■ PROVIDED RECORDS ■
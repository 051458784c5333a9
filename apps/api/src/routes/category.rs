//! # Category Routes

use axum::extract::rejection::{JsonRejection, PathRejection};
use axum::extract::{Path, State};
use axum::http::StatusCode;
use axum::Json;
use kasir_core::validation::validate_new_category;
use kasir_core::{Category, CategoryId, NewCategory};
use tracing::info;

use crate::error::{ApiError, ApiResult};
use crate::routes::MessageResponse;
use crate::state::AppState;

pub async fn list_categories(State(state): State<AppState>) -> ApiResult<Json<Vec<Category>>> {
    Ok(Json(state.db().categories().list().await?))
}

pub async fn create_category(
    State(state): State<AppState>,
    payload: Result<Json<NewCategory>, JsonRejection>,
) -> ApiResult<(StatusCode, Json<Category>)> {
    let Json(payload) = payload?;
    validate_new_category(&payload)?;

    let category = state.db().categories().insert(&payload).await?;

    info!(id = category.id, name = %category.name, "Category created");
    Ok((StatusCode::CREATED, Json(category)))
}

pub async fn get_category(
    State(state): State<AppState>,
    id: Result<Path<CategoryId>, PathRejection>,
) -> ApiResult<Json<Category>> {
    let Path(id) = id?;

    state
        .db()
        .categories()
        .get_by_id(id)
        .await?
        .map(Json)
        .ok_or_else(|| ApiError::not_found("Category", id))
}

pub async fn update_category(
    State(state): State<AppState>,
    id: Result<Path<CategoryId>, PathRejection>,
    payload: Result<Json<NewCategory>, JsonRejection>,
) -> ApiResult<Json<Category>> {
    let Path(id) = id?;
    let Json(payload) = payload?;
    validate_new_category(&payload)?;

    Ok(Json(state.db().categories().update(id, &payload).await?))
}

pub async fn delete_category(
    State(state): State<AppState>,
    id: Result<Path<CategoryId>, PathRejection>,
) -> ApiResult<Json<MessageResponse>> {
    let Path(id) = id?;

    state.db().categories().delete(id).await?;

    info!(id, "Category deleted");
    Ok(Json(MessageResponse::new("Category deleted")))
}
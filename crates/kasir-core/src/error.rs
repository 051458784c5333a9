//! # Error Types
//!
//! Domain-specific error types for kasir-core.
//!
//! ## Error Hierarchy
//! ```text
//! ┌─────────────────────────────────────────────────────────────────────────┐
//! │                         Error Types                                     │
//! │                                                                         │
//! │  kasir-core errors (this file)                                         │
//! │  ├── CoreError        - Checkout / report failures                     │
//! │  └── ValidationError  - Input validation failures                      │
//! │                                                                         │
//! │  kasir-db errors (separate crate)                                      │
//! │  └── DbError          - Database operation failures                    │
//! │                        (becomes CoreError::Storage at the trait seam)  │
//! │                                                                         │
//! │  API errors (apps/api)                                                 │
//! │  └── ApiError         - What HTTP clients see (serialized)             │
//! │                                                                         │
//! │  Flow: ValidationError → CoreError → ApiError → JSON response          │
//! └─────────────────────────────────────────────────────────────────────────┘
//! ```

use thiserror::Error;

use crate::types::ProductId;

// =============================================================================
// Core Error
// =============================================================================

/// Checkout and reporting errors.
///
/// Every variant is terminal for the call that produced it. Nothing in this
/// crate retries automatically.
#[derive(Debug, Error)]
pub enum CoreError {
    /// A cart line references a product id with no row in the store.
    ///
    /// ## When This Occurs
    /// - Product id never existed
    /// - Product was deleted between browsing and checkout
    ///
    /// The whole checkout is discarded; no stock or transaction rows change.
    #[error("Product not found: {0}")]
    ProductNotFound(ProductId),

    /// The cart (or a derived amount) failed validation.
    #[error("Validation error: {0}")]
    Validation(#[from] ValidationError),

    /// Any I/O or transport failure from the underlying store.
    ///
    /// The unit of work has been rolled back when this is returned from
    /// checkout, so a caller may retry the whole request.
    #[error("Storage failure: {0}")]
    Storage(String),
}

impl CoreError {
    /// Creates a storage error from any displayable lower-level error.
    pub fn storage(err: impl std::fmt::Display) -> Self {
        CoreError::Storage(err.to_string())
    }
}

// =============================================================================
// Validation Error
// =============================================================================

/// Input validation errors.
///
/// These errors occur when user input doesn't meet requirements.
/// Used for early validation before any store access happens.
#[derive(Debug, Error)]
pub enum ValidationError {
    /// A required field is missing or empty.
    #[error("{field} is required")]
    Required { field: String },

    /// Field value is too long.
    #[error("{field} must be at most {max} characters")]
    TooLong { field: String, max: usize },

    /// Numeric value is out of range.
    #[error("{field} must be between {min} and {max}")]
    OutOfRange { field: String, min: i64, max: i64 },

    /// Value must be positive.
    #[error("{field} must be positive")]
    MustBePositive { field: String },

    /// Invalid format (e.g., invalid date).
    #[error("{field} has invalid format: {reason}")]
    InvalidFormat { field: String, reason: String },

    /// An amount does not fit in the money representation.
    #[error("{field} overflows the supported amount range")]
    Overflow { field: String },
}

// =============================================================================
// Result Type Alias
// =============================================================================

/// Convenience type alias for Results with CoreError.
pub type CoreResult<T> = Result<T, CoreError>;

// =============================================================================
// Unit Tests
// =============================================================================
#![allow(dead_code)]

use chrono::{DateTime, TimeZone, Utc};
use kasir_core::{NewProduct, Product};
use kasir_db::{Database, DbConfig};

pub async fn memory_db() -> Database {
    Database::new(DbConfig::in_memory()).await.unwrap()
}

pub async fn add_product(db: &Database, name: &str, unit_price: i64, stock: i64) -> Product {
    db.products()
        .insert(&NewProduct {
            name: name.to_string(),
            unit_price,
            stock_quantity: stock,
        })
        .await
        .unwrap()
}

pub fn at(y: i32, m: u32, d: u32, h: u32, min: u32, s: u32) -> DateTime<Utc> {
    Utc.with_ymd_and_hms(y, m, d, h, min, s).unwrap()
}

/// Writes a transaction with a chosen timestamp, bypassing checkout.
/// `lines` are `(product_id, product_name, quantity, subtotal)`.
pub async fn insert_sale(
    db: &Database,
    created_at: DateTime<Utc>,
    lines: &[(i64, &str, i64, i64)],
) -> i64 {
    let total: i64 = lines.iter().map(|l| l.3).sum();

    let id = sqlx::query("INSERT INTO transactions (total_amount, created_at) VALUES (?1, ?2)")
        .bind(total)
        .bind(created_at)
        .execute(db.pool())
        .await
        .unwrap()
        .last_insert_rowid();

    for (product_id, name, quantity, subtotal) in lines {
        sqlx::query(
            "INSERT INTO transaction_details (transaction_id, product_id, product_name, quantity, subtotal) \
             VALUES (?1, ?2, ?3, ?4, ?5)",
        )
        .bind(id)
        .bind(product_id)
        .bind(*name)
        .bind(quantity)
        .bind(subtotal)
        .execute(db.pool())
        .await
        .unwrap();
    }

    id
}

pub async fn stock_of(db: &Database, id: i64) -> i64 {
    db.products().get_by_id(id).await.unwrap().unwrap().stock_quantity
}
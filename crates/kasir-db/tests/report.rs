mod common;

use chrono::{NaiveDate, Utc};
use common::{add_product, at, insert_sale, memory_db};
use kasir_core::report::{day_range, range_from_query};
use kasir_core::{checkout, get_sales_report, CartLine, SalesReport};

fn day(y: i32, m: u32, d: u32) -> NaiveDate {
    NaiveDate::from_ymd_opt(y, m, d).unwrap()
}

#[tokio::test]
async fn test_report_two_sales_in_one_day() {
    let db = memory_db().await;
    let kopi = add_product(&db, "Kopi Susu", 5000, 100).await;
    let teh = add_product(&db, "Teh Manis", 5000, 100).await;

    insert_sale(&db, at(2026, 1, 31, 9, 0, 0), &[(kopi.id, "Kopi Susu", 2, 10000)]).await;
    insert_sale(&db, at(2026, 1, 31, 17, 30, 0), &[(teh.id, "Teh Manis", 5, 25000)]).await;

    let report = get_sales_report(&db.store(), day_range(day(2026, 1, 31), day(2026, 1, 31)))
        .await
        .unwrap();

    assert_eq!(report.total_revenue, 35000);
    assert_eq!(report.total_transaction_count, 2);
    assert_eq!(report.best_seller.name, "Teh Manis");
    assert_eq!(report.best_seller.quantity_sold, 5);
}

#[tokio::test]
async fn test_report_empty_range() {
    let db = memory_db().await;
    let kopi = add_product(&db, "Kopi Susu", 5000, 100).await;
    insert_sale(&db, at(2026, 1, 31, 9, 0, 0), &[(kopi.id, "Kopi Susu", 2, 10000)]).await;

    let report = get_sales_report(&db.store(), day_range(day(2025, 12, 1), day(2025, 12, 31)))
        .await
        .unwrap();

    assert_eq!(report, SalesReport::empty());
    assert_eq!(report.best_seller.name, "-");
}

#[tokio::test]
async fn test_report_reversed_range_is_empty() {
    let db = memory_db().await;
    let kopi = add_product(&db, "Kopi Susu", 5000, 100).await;
    insert_sale(&db, at(2026, 1, 15, 9, 0, 0), &[(kopi.id, "Kopi Susu", 2, 10000)]).await;

    let report = get_sales_report(&db.store(), day_range(day(2026, 1, 31), day(2026, 1, 1)))
        .await
        .unwrap();

    assert_eq!(report, SalesReport::empty());
}

#[tokio::test]
async fn test_report_day_boundaries_inclusive() {
    let db = memory_db().await;
    let kopi = add_product(&db, "Kopi Susu", 5000, 100).await;

    insert_sale(&db, at(2026, 1, 30, 23, 59, 59), &[(kopi.id, "Kopi Susu", 1, 5000)]).await;
    insert_sale(&db, at(2026, 1, 31, 0, 0, 0), &[(kopi.id, "Kopi Susu", 1, 5000)]).await;
    insert_sale(&db, at(2026, 1, 31, 23, 59, 59), &[(kopi.id, "Kopi Susu", 1, 5000)]).await;
    insert_sale(&db, at(2026, 2, 1, 0, 0, 0), &[(kopi.id, "Kopi Susu", 1, 5000)]).await;

    let report = get_sales_report(&db.store(), day_range(day(2026, 1, 31), day(2026, 1, 31)))
        .await
        .unwrap();

    assert_eq!(report.total_transaction_count, 2);
    assert_eq!(report.total_revenue, 10000);
    assert_eq!(report.best_seller.quantity_sold, 2);
}

#[tokio::test]
async fn test_best_seller_tie_breaks_on_lower_product_id() {
    let db = memory_db().await;
    let first = add_product(&db, "Roti Tawar", 15000, 100).await;
    let second = add_product(&db, "Aqua 600ml", 4000, 100).await;

    insert_sale(&db, at(2026, 1, 10, 9, 0, 0), &[(second.id, "Aqua 600ml", 3, 12000)]).await;
    insert_sale(&db, at(2026, 1, 10, 10, 0, 0), &[(first.id, "Roti Tawar", 3, 45000)]).await;

    let report = get_sales_report(&db.store(), day_range(day(2026, 1, 10), day(2026, 1, 10)))
        .await
        .unwrap();

    assert!(first.id < second.id);
    assert_eq!(report.best_seller.name, "Roti Tawar");
    assert_eq!(report.best_seller.quantity_sold, 3);
}

#[tokio::test]
async fn test_best_seller_sums_across_transactions() {
    let db = memory_db().await;
    let kopi = add_product(&db, "Kopi Susu", 5000, 100).await;
    let teh = add_product(&db, "Teh Manis", 5000, 100).await;

    insert_sale(&db, at(2026, 1, 10, 9, 0, 0), &[(teh.id, "Teh Manis", 4, 20000)]).await;
    insert_sale(
        &db,
        at(2026, 1, 10, 10, 0, 0),
        &[(kopi.id, "Kopi Susu", 3, 15000), (teh.id, "Teh Manis", 1, 5000)],
    )
    .await;
    insert_sale(&db, at(2026, 1, 10, 11, 0, 0), &[(kopi.id, "Kopi Susu", 3, 15000)]).await;

    let report = get_sales_report(&db.store(), day_range(day(2026, 1, 10), day(2026, 1, 10)))
        .await
        .unwrap();

    assert_eq!(report.best_seller.name, "Kopi Susu");
    assert_eq!(report.best_seller.quantity_sold, 6);
    assert_eq!(report.total_revenue, 55000);
}

#[tokio::test]
async fn test_best_seller_falls_back_to_snapshot_for_deleted_product() {
    let db = memory_db().await;
    let keripik = add_product(&db, "Keripik Singkong", 10000, 100).await;
    insert_sale(&db, at(2026, 1, 10, 9, 0, 0), &[(keripik.id, "Keripik Singkong", 7, 70000)]).await;

    db.products().delete(keripik.id).await.unwrap();

    let report = get_sales_report(&db.store(), day_range(day(2026, 1, 10), day(2026, 1, 10)))
        .await
        .unwrap();

    assert_eq!(report.best_seller.name, "Keripik Singkong");
    assert_eq!(report.best_seller.quantity_sold, 7);
}

#[tokio::test]
async fn test_today_report_includes_fresh_checkout() {
    let db = memory_db().await;
    let kopi = add_product(&db, "Kopi Susu", 5000, 15).await;

    checkout(&db.store(), &[CartLine::new(kopi.id, 2)]).await.unwrap();

    let today = Utc::now().date_naive();
    let range = range_from_query(None, None, today).unwrap();
    let report = get_sales_report(&db.store(), range).await.unwrap();

    assert_eq!(report.total_revenue, 10000);
    assert_eq!(report.total_transaction_count, 1);
    assert_eq!(report.best_seller.name, "Kopi Susu");
}
//! # Application State
//!
//! Shared state handed to every axum handler.
//!
//! ## Thread Safety
//! `Database` wraps a `SqlitePool`, which is already `Send + Sync` and cheap
//! to clone. Handlers run concurrently without any explicit locking; checkout
//! isolation comes from SQLite transactions.

use kasir_db::{Database, SqliteStore};

/// State shared across handlers.
#[derive(Debug, Clone)]
pub struct AppState {
    db: Database,
}

impl AppState {
    /// Creates the state around an open database.
    pub fn new(db: Database) -> Self {
        AppState { db }
    }

    /// Returns the database handle.
    pub fn db(&self) -> &Database {
        &self.db
    }

    /// Returns the store checkout and reports run on.
    pub fn store(&self) -> SqliteStore {
        self.db.store()
    }
}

■ TRY IT ■
Scan the material above for lines holding "first" and copy each of them.

■ OUTPUT FOR THIS EXERCISE ■
    let first = add_product(&db, "Roti Tawar", 15000, 100).await;
    insert_sale(&db, at(2026, 1, 10, 10, 0, 0), &[(first.id, "Roti Tawar", 3, 45000)]).await;
    assert!(first.id < second.id);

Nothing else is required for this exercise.